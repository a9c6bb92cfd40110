//! Minimal OpenAI REST API client
//!
//! Covers the two endpoints the search service needs: chat completions and
//! embeddings. Both report token usage so callers can do their own accounting.
//!
//! # Example
//!
//! ```rust,ignore
//! use openai_client::{OpenAIClient, ChatRequest, Message};
//!
//! let client = OpenAIClient::new(std::env::var("OPENAI_API_KEY")?);
//!
//! let response = client
//!     .chat_completion(
//!         ChatRequest::new("gpt-4o-mini")
//!             .message(Message::user("Hello!"))
//!             .max_tokens(150),
//!     )
//!     .await?;
//!
//! let output = client.create_embedding("help with rent", "text-embedding-3-small").await?;
//! println!("{} dims, {} tokens", output.embedding.len(), output.usage.total_tokens);
//! ```

pub mod error;
pub mod types;

pub use error::{OpenAIError, Result};
pub use types::*;

use std::time::{Duration, Instant};

use reqwest::{Client, RequestBuilder};
use serde::de::DeserializeOwned;
use tracing::{debug, warn};

const DEFAULT_BASE_URL: &str = "https://api.openai.com/v1";

/// OpenAI API client.
#[derive(Clone)]
pub struct OpenAIClient {
    http_client: Client,
    api_key: String,
    base_url: String,
    timeout: Option<Duration>,
}

impl OpenAIClient {
    /// Create a new OpenAI client with the given API key.
    pub fn new(api_key: impl Into<String>) -> Self {
        Self {
            http_client: Client::new(),
            api_key: api_key.into(),
            base_url: DEFAULT_BASE_URL.to_string(),
            timeout: None,
        }
    }

    /// Set a custom base URL (for Azure, proxies, local stubs).
    pub fn with_base_url(mut self, url: impl Into<String>) -> Self {
        self.base_url = url.into().trim_end_matches('/').to_string();
        self
    }

    /// Apply a per-request timeout to every call made by this client.
    pub fn with_timeout(mut self, timeout: Duration) -> Self {
        self.timeout = Some(timeout);
        self
    }

    fn post(&self, path: &str) -> RequestBuilder {
        let builder = self
            .http_client
            .post(format!("{}/{}", self.base_url, path))
            .bearer_auth(&self.api_key);

        match self.timeout {
            Some(timeout) => builder.timeout(timeout),
            None => builder,
        }
    }

    async fn send<T: DeserializeOwned>(&self, builder: RequestBuilder, what: &str) -> Result<T> {
        let response = builder.send().await.map_err(|e| self.map_transport(e, what))?;

        let status = response.status();
        if !status.is_success() {
            let error_text = response.text().await.unwrap_or_default();
            warn!(status = %status, error = %error_text, "OpenAI {} error", what);
            return Err(OpenAIError::Api {
                status: status.as_u16(),
                message: error_text,
            });
        }

        response
            .json()
            .await
            .map_err(|e| OpenAIError::Parse(e.to_string()))
    }

    fn map_transport(&self, error: reqwest::Error, what: &str) -> OpenAIError {
        warn!(error = %error, "OpenAI {} request failed", what);
        match (error.is_timeout(), self.timeout) {
            (true, Some(timeout)) => OpenAIError::Timeout(timeout),
            _ => OpenAIError::Network(error.to_string()),
        }
    }

    /// Chat completion.
    ///
    /// An empty `content` is returned as-is; callers decide whether that is a failure.
    pub async fn chat_completion(&self, request: ChatRequest) -> Result<ChatResponse> {
        let start = Instant::now();

        let raw: types::ChatResponseRaw = self
            .send(self.post("chat/completions").json(&request), "chat")
            .await?;

        let content = raw
            .choices
            .into_iter()
            .next()
            .ok_or(OpenAIError::Empty("no choices in chat response"))?
            .message
            .content
            .unwrap_or_default();

        debug!(
            model = %request.model,
            duration_ms = start.elapsed().as_millis(),
            "OpenAI chat completion"
        );

        Ok(ChatResponse {
            content,
            usage: raw.usage,
        })
    }

    /// Create an embedding for text.
    ///
    /// Returns the vector (1536 dimensions for text-embedding-3-small) and the
    /// token usage reported by the API, zeroed when the API omits it.
    pub async fn create_embedding(&self, text: &str, model: &str) -> Result<EmbeddingOutput> {
        let request = types::EmbeddingRequest { model, input: text };

        let raw: types::EmbeddingResponse = self
            .send(self.post("embeddings").json(&request), "embedding")
            .await?;

        let embedding = raw
            .data
            .into_iter()
            .next()
            .map(|d| d.embedding)
            .ok_or(OpenAIError::Empty("no embedding in response"))?;

        Ok(EmbeddingOutput {
            embedding,
            usage: raw.usage.unwrap_or_default(),
        })
    }
}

· · · · · · ·

WORK ORDER –
Only the lines above starting with the one with "fn map_transport(&self, error: reqwest::Error, what: &str)" and going through the one with "is a failure." are to be copied, word for word and with both ends kept.

WRITTEN RESPONSE –
    fn map_transport(&self, error: reqwest::Error, what: &str) -> OpenAIError {
        warn!(error = %error, "OpenAI {} request failed", what);
        match (error.is_timeout(), self.timeout) {
            (true, Some(timeout)) => OpenAIError::Timeout(timeout),
            _ => OpenAIError::Network(error.to_string()),
        }
    }

    /// Chat completion.
    ///
    /// An empty `content` is returned as-is; callers decide whether that is a failure.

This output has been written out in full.